* _Exercise material_
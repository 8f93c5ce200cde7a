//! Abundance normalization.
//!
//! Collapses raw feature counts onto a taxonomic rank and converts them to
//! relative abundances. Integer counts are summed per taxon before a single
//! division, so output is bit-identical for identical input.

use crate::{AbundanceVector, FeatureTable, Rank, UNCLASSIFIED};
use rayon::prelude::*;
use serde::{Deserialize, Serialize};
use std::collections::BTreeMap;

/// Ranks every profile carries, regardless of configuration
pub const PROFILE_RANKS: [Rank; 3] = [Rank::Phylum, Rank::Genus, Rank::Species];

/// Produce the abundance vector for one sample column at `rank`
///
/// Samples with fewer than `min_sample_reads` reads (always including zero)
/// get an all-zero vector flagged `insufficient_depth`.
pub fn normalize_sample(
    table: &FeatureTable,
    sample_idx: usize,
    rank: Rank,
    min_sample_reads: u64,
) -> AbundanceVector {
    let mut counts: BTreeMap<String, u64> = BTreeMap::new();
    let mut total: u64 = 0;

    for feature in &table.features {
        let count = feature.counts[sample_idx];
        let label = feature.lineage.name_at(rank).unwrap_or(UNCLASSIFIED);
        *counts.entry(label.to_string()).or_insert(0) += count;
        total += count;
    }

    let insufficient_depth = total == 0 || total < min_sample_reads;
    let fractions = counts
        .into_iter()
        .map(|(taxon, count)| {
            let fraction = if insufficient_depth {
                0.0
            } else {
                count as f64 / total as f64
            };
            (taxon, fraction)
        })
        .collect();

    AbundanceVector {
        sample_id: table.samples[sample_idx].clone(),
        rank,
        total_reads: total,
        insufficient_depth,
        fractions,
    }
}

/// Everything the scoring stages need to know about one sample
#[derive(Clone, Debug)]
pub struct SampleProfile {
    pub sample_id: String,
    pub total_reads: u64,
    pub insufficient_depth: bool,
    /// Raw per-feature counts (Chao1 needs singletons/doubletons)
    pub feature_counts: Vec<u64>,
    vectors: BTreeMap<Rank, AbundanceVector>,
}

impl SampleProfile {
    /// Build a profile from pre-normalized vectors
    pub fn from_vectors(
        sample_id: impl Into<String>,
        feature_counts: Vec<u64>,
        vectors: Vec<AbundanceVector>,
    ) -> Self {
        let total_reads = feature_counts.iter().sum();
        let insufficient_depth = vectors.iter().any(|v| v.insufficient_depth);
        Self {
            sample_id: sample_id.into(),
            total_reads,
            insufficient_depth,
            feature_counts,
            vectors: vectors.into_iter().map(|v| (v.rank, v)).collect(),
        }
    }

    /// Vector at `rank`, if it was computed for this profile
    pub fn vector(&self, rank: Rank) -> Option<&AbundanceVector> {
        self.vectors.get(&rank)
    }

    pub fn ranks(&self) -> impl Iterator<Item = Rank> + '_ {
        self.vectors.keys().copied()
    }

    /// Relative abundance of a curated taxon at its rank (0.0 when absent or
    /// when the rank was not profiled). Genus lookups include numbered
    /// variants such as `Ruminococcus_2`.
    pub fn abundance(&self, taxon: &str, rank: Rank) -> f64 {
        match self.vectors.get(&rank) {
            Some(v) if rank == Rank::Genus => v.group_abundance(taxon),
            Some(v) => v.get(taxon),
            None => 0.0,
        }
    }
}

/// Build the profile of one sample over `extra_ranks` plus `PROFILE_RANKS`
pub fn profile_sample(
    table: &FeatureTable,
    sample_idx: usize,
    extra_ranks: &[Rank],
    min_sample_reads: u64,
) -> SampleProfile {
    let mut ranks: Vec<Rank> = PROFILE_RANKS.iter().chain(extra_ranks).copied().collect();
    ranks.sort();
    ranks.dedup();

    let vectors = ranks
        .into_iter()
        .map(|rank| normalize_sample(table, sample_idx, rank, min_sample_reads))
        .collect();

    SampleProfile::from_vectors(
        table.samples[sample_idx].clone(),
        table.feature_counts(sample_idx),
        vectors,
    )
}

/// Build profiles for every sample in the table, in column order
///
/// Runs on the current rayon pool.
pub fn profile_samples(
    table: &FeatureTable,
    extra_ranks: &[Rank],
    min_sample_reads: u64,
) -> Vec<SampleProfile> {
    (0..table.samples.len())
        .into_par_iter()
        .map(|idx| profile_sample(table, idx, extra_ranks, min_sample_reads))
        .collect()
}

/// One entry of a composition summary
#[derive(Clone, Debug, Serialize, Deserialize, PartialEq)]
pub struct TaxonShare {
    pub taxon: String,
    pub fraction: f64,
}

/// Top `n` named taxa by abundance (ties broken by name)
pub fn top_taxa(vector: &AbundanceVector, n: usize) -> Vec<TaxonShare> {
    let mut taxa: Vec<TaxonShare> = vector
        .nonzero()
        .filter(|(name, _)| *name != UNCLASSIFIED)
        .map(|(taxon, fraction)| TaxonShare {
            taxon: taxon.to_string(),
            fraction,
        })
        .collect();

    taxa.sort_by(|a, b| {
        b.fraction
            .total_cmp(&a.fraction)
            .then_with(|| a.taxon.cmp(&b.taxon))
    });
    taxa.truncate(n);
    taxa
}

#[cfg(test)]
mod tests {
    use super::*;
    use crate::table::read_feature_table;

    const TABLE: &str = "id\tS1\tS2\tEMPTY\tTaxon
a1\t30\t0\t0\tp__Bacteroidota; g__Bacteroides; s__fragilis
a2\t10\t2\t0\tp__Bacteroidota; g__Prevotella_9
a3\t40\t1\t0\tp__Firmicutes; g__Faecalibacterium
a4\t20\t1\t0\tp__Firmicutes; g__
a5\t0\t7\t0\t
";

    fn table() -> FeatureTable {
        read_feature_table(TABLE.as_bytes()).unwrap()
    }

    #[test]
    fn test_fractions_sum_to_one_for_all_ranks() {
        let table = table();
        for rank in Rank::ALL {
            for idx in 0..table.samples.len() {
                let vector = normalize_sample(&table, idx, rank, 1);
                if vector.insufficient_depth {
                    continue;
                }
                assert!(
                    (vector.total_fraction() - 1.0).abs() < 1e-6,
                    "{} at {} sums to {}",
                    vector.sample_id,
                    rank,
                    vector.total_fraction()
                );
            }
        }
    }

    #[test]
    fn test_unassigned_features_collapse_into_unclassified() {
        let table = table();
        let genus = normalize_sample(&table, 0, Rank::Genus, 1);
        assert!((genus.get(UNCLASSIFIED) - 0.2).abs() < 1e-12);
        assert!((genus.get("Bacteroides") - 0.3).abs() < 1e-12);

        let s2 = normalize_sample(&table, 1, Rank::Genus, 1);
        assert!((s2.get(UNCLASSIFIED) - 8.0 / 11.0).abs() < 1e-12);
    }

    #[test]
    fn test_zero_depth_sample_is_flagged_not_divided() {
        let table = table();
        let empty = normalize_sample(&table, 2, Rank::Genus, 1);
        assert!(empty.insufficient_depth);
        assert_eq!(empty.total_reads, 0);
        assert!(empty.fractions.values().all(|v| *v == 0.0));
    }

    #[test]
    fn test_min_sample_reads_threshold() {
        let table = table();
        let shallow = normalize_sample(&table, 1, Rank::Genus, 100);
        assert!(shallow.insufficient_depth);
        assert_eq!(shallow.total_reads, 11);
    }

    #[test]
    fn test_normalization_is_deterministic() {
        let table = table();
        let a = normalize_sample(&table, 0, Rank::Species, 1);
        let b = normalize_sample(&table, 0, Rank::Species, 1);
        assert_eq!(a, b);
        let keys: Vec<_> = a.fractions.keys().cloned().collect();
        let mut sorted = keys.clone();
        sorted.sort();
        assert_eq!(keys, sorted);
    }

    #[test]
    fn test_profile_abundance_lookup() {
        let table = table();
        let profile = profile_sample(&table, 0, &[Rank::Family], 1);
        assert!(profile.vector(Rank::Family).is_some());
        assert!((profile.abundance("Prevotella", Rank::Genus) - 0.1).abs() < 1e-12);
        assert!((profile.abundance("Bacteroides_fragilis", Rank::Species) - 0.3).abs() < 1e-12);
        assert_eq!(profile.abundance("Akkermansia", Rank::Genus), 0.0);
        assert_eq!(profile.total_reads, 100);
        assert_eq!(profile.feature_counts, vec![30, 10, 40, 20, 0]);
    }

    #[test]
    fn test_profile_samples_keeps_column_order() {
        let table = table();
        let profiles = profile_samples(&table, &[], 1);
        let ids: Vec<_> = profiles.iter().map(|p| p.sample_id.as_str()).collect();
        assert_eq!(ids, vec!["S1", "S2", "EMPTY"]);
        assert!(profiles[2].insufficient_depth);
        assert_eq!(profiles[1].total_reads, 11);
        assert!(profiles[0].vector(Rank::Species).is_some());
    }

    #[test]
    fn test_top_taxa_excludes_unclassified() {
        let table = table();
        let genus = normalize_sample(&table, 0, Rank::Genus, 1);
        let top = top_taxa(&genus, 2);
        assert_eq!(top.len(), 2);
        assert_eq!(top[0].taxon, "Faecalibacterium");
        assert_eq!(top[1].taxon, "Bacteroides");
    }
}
==
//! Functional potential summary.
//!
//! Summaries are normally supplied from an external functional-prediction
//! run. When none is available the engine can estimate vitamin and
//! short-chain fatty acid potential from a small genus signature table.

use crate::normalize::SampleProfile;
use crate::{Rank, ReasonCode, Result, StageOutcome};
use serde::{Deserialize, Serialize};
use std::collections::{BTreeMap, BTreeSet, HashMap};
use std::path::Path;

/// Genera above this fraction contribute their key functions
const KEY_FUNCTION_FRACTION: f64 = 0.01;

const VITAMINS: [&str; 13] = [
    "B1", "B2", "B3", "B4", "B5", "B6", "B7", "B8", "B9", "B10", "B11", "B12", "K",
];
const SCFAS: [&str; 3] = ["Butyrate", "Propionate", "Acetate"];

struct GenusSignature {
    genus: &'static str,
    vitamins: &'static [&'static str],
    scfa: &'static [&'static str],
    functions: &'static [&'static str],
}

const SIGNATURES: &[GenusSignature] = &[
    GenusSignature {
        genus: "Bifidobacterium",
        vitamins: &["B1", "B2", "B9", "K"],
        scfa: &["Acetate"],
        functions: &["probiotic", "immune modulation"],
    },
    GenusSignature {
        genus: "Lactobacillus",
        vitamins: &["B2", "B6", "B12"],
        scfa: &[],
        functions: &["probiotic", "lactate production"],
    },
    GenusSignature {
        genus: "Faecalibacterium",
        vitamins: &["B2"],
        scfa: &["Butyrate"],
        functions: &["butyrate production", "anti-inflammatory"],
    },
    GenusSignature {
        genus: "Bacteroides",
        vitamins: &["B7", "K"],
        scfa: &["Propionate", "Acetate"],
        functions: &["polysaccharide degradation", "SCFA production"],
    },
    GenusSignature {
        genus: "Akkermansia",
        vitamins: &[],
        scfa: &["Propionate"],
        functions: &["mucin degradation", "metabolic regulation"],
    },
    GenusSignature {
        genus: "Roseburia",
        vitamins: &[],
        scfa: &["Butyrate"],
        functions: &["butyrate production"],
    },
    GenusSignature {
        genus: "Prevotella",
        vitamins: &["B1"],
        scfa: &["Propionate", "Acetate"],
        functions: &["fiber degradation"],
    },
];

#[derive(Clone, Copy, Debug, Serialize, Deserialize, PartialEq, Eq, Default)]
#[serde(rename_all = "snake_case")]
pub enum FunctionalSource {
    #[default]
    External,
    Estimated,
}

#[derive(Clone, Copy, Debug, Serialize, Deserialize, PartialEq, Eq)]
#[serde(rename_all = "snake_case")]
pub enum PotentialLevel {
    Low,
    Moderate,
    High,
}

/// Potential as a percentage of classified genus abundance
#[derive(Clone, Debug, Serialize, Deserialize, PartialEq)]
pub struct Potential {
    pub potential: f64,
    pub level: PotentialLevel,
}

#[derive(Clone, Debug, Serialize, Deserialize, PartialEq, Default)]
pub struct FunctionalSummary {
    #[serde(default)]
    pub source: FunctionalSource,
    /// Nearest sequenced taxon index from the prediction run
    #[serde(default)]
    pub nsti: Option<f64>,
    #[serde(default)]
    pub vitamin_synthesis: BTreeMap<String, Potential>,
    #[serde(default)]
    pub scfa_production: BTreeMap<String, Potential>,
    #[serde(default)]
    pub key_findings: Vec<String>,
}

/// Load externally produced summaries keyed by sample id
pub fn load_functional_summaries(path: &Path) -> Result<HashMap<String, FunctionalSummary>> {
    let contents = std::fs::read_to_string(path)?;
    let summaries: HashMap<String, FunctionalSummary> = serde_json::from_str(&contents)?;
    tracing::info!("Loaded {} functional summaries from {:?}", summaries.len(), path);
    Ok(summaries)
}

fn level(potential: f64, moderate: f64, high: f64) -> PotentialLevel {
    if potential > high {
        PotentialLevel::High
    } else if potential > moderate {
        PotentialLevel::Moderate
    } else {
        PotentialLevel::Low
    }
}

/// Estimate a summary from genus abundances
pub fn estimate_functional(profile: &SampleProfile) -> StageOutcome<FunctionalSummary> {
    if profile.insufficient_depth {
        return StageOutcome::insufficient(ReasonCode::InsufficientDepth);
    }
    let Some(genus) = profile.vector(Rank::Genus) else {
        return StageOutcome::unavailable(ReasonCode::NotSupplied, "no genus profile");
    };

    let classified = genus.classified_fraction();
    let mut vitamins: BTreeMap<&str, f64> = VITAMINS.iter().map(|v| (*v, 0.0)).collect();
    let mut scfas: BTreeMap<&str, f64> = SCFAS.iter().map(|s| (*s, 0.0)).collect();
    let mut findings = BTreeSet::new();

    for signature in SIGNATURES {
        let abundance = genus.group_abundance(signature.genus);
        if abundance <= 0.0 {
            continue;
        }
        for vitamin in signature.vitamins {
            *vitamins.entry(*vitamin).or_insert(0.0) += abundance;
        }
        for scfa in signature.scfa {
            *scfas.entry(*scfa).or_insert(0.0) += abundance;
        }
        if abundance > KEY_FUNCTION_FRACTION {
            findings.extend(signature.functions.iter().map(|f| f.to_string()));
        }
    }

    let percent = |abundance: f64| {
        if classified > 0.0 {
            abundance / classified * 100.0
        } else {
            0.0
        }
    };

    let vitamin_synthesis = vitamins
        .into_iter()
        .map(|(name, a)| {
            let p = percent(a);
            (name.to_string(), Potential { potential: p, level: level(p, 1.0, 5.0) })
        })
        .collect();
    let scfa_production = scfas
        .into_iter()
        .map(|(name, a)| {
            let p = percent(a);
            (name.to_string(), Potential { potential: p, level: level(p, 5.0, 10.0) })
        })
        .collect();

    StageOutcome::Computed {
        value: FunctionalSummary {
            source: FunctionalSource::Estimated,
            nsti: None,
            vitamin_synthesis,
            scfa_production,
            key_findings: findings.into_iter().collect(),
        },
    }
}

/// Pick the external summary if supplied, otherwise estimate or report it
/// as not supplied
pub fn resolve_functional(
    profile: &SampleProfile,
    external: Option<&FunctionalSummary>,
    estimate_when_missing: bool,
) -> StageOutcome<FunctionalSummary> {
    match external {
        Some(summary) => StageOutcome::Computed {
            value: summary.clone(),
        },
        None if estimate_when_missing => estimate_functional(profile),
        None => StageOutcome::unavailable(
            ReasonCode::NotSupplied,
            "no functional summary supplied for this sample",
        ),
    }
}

* _What this task involves_
Extract exactly and only the lines above from the line containing "pub const PROFILE_RANKS: [Rank;" through the line containing "let fractions = counts", both end lines included.

* _Written solution_
pub const PROFILE_RANKS: [Rank; 3] = [Rank::Phylum, Rank::Genus, Rank::Species];

/// Produce the abundance vector for one sample column at `rank`
///
/// Samples with fewer than `min_sample_reads` reads (always including zero)
/// get an all-zero vector flagged `insufficient_depth`.
pub fn normalize_sample(
    table: &FeatureTable,
    sample_idx: usize,
    rank: Rank,
    min_sample_reads: u64,
) -> AbundanceVector {
    let mut counts: BTreeMap<String, u64> = BTreeMap::new();
    let mut total: u64 = 0;

    for feature in &table.features {
        let count = feature.counts[sample_idx];
        let label = feature.lineage.name_at(rank).unwrap_or(UNCLASSIFIED);
        *counts.entry(label.to_string()).or_insert(0) += count;
        total += count;
    }

    let insufficient_depth = total == 0 || total < min_sample_reads;
    let fractions = counts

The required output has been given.